Home purchases are still delayed despite current market need for speed
Thousands of homebuyers are waiting up to 120% longer than a year ago – as much as 24 days more – for essential information relating to the purchase of their property, research reveals today.
Continued inefficiency and anti-competitive behaviour at some local councils means that the length of time you wait for vital property search documents relates directly to your postcode, according to leading property data company OneSearch Direct, which compiled the local authority research.
This could be a serious and costly issue if you’re buying a home in the West London Borough of Hillingdon. The worst offending local authority, Hillingdon takes an average of 44 days to return search data – a huge increase on last year’s average of 20 days for homebuyers to receive important information from this council.
OneSearch Direct’s findings have been mirrored by other leading industry experts. Ted Beardsall’s Local Property Searches and Leasehold Information report, published this month, detailed how some councils were being unnecessarily restrictive, and in some instances even deliberately obstructive, towards private search companies.
Just one example of this would be Copeland Borough Council which, despite allowing an unrestricted number of searches, will only allow them to be completed between 10am and 12pm on Fridays.
Given that the most pressing concern for nearly half of all homebuyers is the length of the home buying process, this is clearly cause for concern – especially since there is real need for stimulation in the current property market.
However, some local authorities are doing their bit to keep deal flow going and are leading the way in the postcode lottery. Crawley Borough Council tops the efficiency league with an average of just 2.25 days to return search data.
Ronnie Park, Managing Director at OneSearch Direct, comments: “It’s ludicrous that there continues to be vast differences in the efficiency and competency of local authorities across the country. With the market slowing down, it’s more crucial than ever that we ensure best practice regardless of postcode – or there could be serious timing, cost and liability implications for consumers.”
Average time for a completed search (as at 20 June 2008)
Five fastest councils (days taken)
Crawley Borough Council 2.25(5th)
Christchurch Borough Council 2.33(NEW)
South Staffordshire District Council 2.33(NEW)
Oldham M. Borough Council 2.38(NEW)
Peterborough City Council 2.42(NEW)
Five slowest councils (days taken)
London Borough of Hillingdon 44.28(Bottom)
Halton Borough Council 31.50(NEW)
Welwyn Hatfield Council 29.69(NEW)
West Lindsey District Council 27.00(NEW)
Hastings Borough Council 20.62(NEW)
The majority of the worst offenders remain in the South East of England, where the housing market is most competitive and speed is of the essence, despite warnings from OneSearch last year of the region’s shortfalls in this area. Over half of local authorities taking 10 days or more to return key information are located in London and the South East, including three of the five slowest on the league table of 350 councils.

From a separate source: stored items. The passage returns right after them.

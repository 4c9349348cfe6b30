//! Standalone client: one node, one connection.

use std::sync::atomic::{AtomicBool, Ordering};
use std::sync::Arc;

use async_trait::async_trait;
use tracing::{debug, info};

use kvlink_common::{CommandError, CommandResult, TopologyKind};

use crate::backend::{BackendClient, BackendConnection, ClientState, NodeOptions};
use crate::node::{NodeConnection, NodeLink};
use crate::resp::RespValue;

/// Client targeting a single backend node.
pub struct StandaloneClient {
    node: [NodeOptions; 1],
    state: ClientState,
}

impl StandaloneClient {
    pub fn new(node: NodeOptions) -> Self {
        StandaloneClient {
            node: [node],
            state: ClientState::default(),
        }
    }
}

#[async_trait]
impl BackendClient for StandaloneClient {
    fn kind(&self) -> TopologyKind {
        TopologyKind::Standalone
    }

    fn nodes(&self) -> &[NodeOptions] {
        &self.node
    }

    async fn connect(&self) -> CommandResult<Arc<dyn BackendConnection>> {
        self.state.ensure_running()?;
        let conn = NodeConnection::open(&self.node[0]).await?;
        info!(node = %self.node[0].address(), "standalone connection open");

        let connection: Arc<dyn BackendConnection> = Arc::new(StandaloneConnection {
            link: NodeLink::with_connection(conn),
            closed: AtomicBool::new(false),
        });
        self.state.track(&connection).await;
        Ok(connection)
    }

    async fn shutdown(&self) -> bool {
        let stopped = self.state.shutdown().await;
        if stopped {
            info!(node = %self.node[0].address(), "standalone client shut down");
        }
        stopped
    }

    fn is_shut_down(&self) -> bool {
        self.state.is_shut_down()
    }
}

/// Connection to the single standalone node.
pub struct StandaloneConnection {
    link: NodeLink,
    closed: AtomicBool,
}

#[async_trait]
impl BackendConnection for StandaloneConnection {
    async fn execute(&self, args: &[&[u8]]) -> CommandResult<RespValue> {
        if self.is_closed() {
            return Err(CommandError::Closed);
        }
        self.link.exec(args, false).await
    }

    async fn close(&self) -> bool {
        if self.closed.swap(true, Ordering::AcqRel) {
            return false;
        }
        self.link.close().await;
        debug!(node = %self.link.options().address(), "standalone connection closed");
        true
    }

    fn is_closed(&self) -> bool {
        self.closed.load(Ordering::Acquire)
    }
}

The postcode lottery applies not only to turnaround times, but to price too. Most local authorities charge a standard, reasonable £6 fee for the search. However, some such as Eastleigh Borough Council in Hampshire charge up to £48 for the same information.

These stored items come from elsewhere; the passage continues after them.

mod support;

use std::sync::Arc;
use std::time::Duration;

use kvlink_client::{
    build, establish, CommandError, HandleState, LifecycleManager, SetupError, TopologyKind,
};

use support::{
    args_eq, bind, dead_address, serve_connections, settings, spawn_server, write_bulk,
    write_error, write_integer, write_null, write_simple,
};

#[tokio::test]
async fn standalone_set_get_roundtrip() {
    let addr = spawn_server(2, |idx, args, stream| match idx {
        0 => {
            assert!(args_eq(&args, &["SET", "alpha", "one"]));
            write_simple(stream, "OK");
        }
        1 => {
            assert!(args_eq(&args, &["GET", "alpha"]));
            write_bulk(stream, b"one");
        }
        _ => unreachable!(),
    });

    let established = establish(&settings(addr.as_str())).await.expect("establish");
    assert_eq!(established.commands.kind(), TopologyKind::Standalone);

    established.commands.set("alpha", "one").await.expect("set");
    assert_eq!(established.commands.get("alpha").await.expect("get"), "one");

    assert_eq!(established.lifecycle.teardown().await, Some(HandleState::Closed));
}

#[tokio::test]
async fn missing_key_is_not_found() {
    let addr = spawn_server(1, |_, args, stream| {
        assert!(args_eq(&args, &["GET", "nope"]));
        write_null(stream);
    });

    let established = establish(&settings(addr.as_str())).await.expect("establish");
    let err = established.commands.get("nope").await.unwrap_err();
    assert!(matches!(err, CommandError::NotFound));
    established.lifecycle.teardown().await;
}

#[tokio::test]
async fn auth_is_sent_before_first_command() {
    let addr = spawn_server(2, |idx, args, stream| match idx {
        0 => {
            assert!(args_eq(&args, &["AUTH", "s3cret"]));
            write_simple(stream, "OK");
        }
        1 => {
            assert!(args_eq(&args, &["PING"]));
            write_simple(stream, "PONG");
        }
        _ => unreachable!(),
    });

    let config = settings(addr.as_str()).with_password("s3cret");
    let established = establish(&config).await.expect("establish");
    assert_eq!(established.commands.ping().await.expect("ping"), "PONG");
    established.lifecycle.teardown().await;
}

#[tokio::test]
async fn rejected_auth_fails_startup() {
    let addr = spawn_server(1, |_, args, stream| {
        assert_eq!(args[0], b"AUTH");
        write_error(stream, "WRONGPASS invalid username-password pair");
    });

    let config = settings(addr.as_str()).with_password("wrong");
    let err = establish(&config).await.err().expect("auth should fail");
    match err {
        SetupError::Connection { target, source } => {
            assert_eq!(target, addr);
            assert!(source.is_server_reply());
        }
        other => panic!("unexpected error {:?}", other),
    }
}

#[tokio::test]
async fn unreachable_backend_fails_startup() {
    let addr = dead_address();
    let err = establish(&settings(addr.as_str())).await.err().expect("connect should fail");
    assert!(matches!(err, SetupError::Connection { .. }));
}

#[tokio::test]
async fn invalid_settings_fail_before_dialing() {
    let err = establish(&settings("127.0.0.1:notaport")).await.err().unwrap();
    assert!(matches!(err, SetupError::InvalidPort { .. }));

    let err = establish(&settings("127.0.0.1:1,127.0.0.1:2")).await.err().unwrap();
    assert!(matches!(err, SetupError::Configuration { .. }));

    let err = establish(&settings("")).await.err().unwrap();
    assert!(matches!(err, SetupError::InvalidEndpoint { .. }));
}

#[tokio::test]
async fn expiring_set_and_delete() {
    let addr = spawn_server(3, |idx, args, stream| match idx {
        0 => {
            assert!(args_eq(&args, &["SET", "session", "abc", "EX", "30"]));
            write_simple(stream, "OK");
        }
        1 => {
            assert!(args_eq(&args, &["SET", "session", "abc", "PX", "1500"]));
            write_simple(stream, "OK");
        }
        2 => {
            assert!(args_eq(&args, &["DEL", "session"]));
            write_integer(stream, 1);
        }
        _ => unreachable!(),
    });

    let established = establish(&settings(addr.as_str())).await.expect("establish");
    let commands = &established.commands;
    commands
        .set_ex("session", "abc", Duration::from_secs(30))
        .await
        .expect("set ex");
    commands
        .set_ex("session", "abc", Duration::from_millis(1500))
        .await
        .expect("set px");
    assert!(commands.delete("session").await.expect("del"));
    established.lifecycle.teardown().await;
}

#[tokio::test]
async fn server_error_reply_is_surfaced() {
    let addr = spawn_server(1, |_, _, stream| {
        write_error(stream, "WRONGTYPE Operation against a key holding the wrong kind of value");
    });

    let established = establish(&settings(addr.as_str())).await.expect("establish");
    match established.commands.get("list").await {
        Err(CommandError::Server { message }) => assert!(message.starts_with("WRONGTYPE")),
        other => panic!("unexpected reply {:?}", other),
    }
    established.lifecycle.teardown().await;
}

#[tokio::test]
async fn teardown_is_idempotent_and_closes_commands() {
    let addr = spawn_server(1, |_, _, stream| write_simple(stream, "OK"));

    let established = establish(&settings(addr.as_str())).await.expect("establish");
    established.commands.set("k", "v").await.expect("set");

    assert_eq!(established.lifecycle.state(), Some(HandleState::Open));
    assert_eq!(established.lifecycle.teardown().await, Some(HandleState::Closed));
    assert_eq!(established.lifecycle.teardown().await, Some(HandleState::Closed));

    let err = established.commands.get("k").await.unwrap_err();
    assert!(matches!(err, CommandError::Closed));
}

#[tokio::test]
async fn lifecycle_registers_exactly_one_handle() {
    let lifecycle = LifecycleManager::new();
    assert_eq!(lifecycle.state(), None);
    assert_eq!(lifecycle.teardown().await, None);

    let first_addr = spawn_server(0, |_, _, _| {});
    let second_addr = spawn_server(0, |_, _, _| {});
    let first = build(&settings(first_addr.as_str()).resolve().unwrap())
        .await
        .expect("first build");
    let second = build(&settings(second_addr.as_str()).resolve().unwrap())
        .await
        .expect("second build");

    lifecycle.register(Arc::new(first)).expect("first registration");
    let second = Arc::new(second);
    let err = lifecycle.register(second.clone()).unwrap_err();
    assert!(matches!(err, SetupError::Configuration { .. }));

    assert_eq!(lifecycle.teardown().await, Some(HandleState::Closed));
    assert_eq!(second.state(), HandleState::Open);
    assert_eq!(second.teardown().await, HandleState::Closed);
}

#[tokio::test]
async fn dropped_socket_is_redialed_on_next_command() {
    let (listener, addr) = bind();
    // First connection hangs up without answering; the second one serves.
    serve_connections(listener, vec![1, 1], |conn_idx, _, args, stream| {
        assert!(args_eq(&args, &["GET", "k"]));
        if conn_idx == 1 {
            write_bulk(stream, b"v");
        }
    });

    let established = establish(&settings(addr.as_str())).await.expect("establish");

    let err = established.commands.get("k").await.unwrap_err();
    assert!(err.is_transport(), "unexpected error {:?}", err);
    assert_eq!(established.commands.get("k").await.expect("redialed get"), "v");
    established.lifecycle.teardown().await;
}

Ted Beardsall’s report confirmed that that there was “no doubt that the highest priced local authority searches are subsidising other council services”, which contravenes the “no cross-subsidisation of service” rule that the public sector should abide by. In addition, the Carsberg Review, published last week, warned that there is “a strong need for legislation to introduce specific controls” over councils’ practices in relation to searches.
Ronnie Park adds: “Buyers should also be concerned about the quality of information in their search. We’re aware of instances where buyers have inherited expensive renovation grants, which, had they been spotted, would have empowered the prospective buyer to negotiate on price.
“We go to considerable lengths to ensure the quality of information we collect and store in our database and also have teams on the ground consistently sourcing information for prospective buyers. But more effective co-operation between public data holders and private sector search suppliers is essential to empower consumers to make quicker, smoother purchases. It’s time for reform.”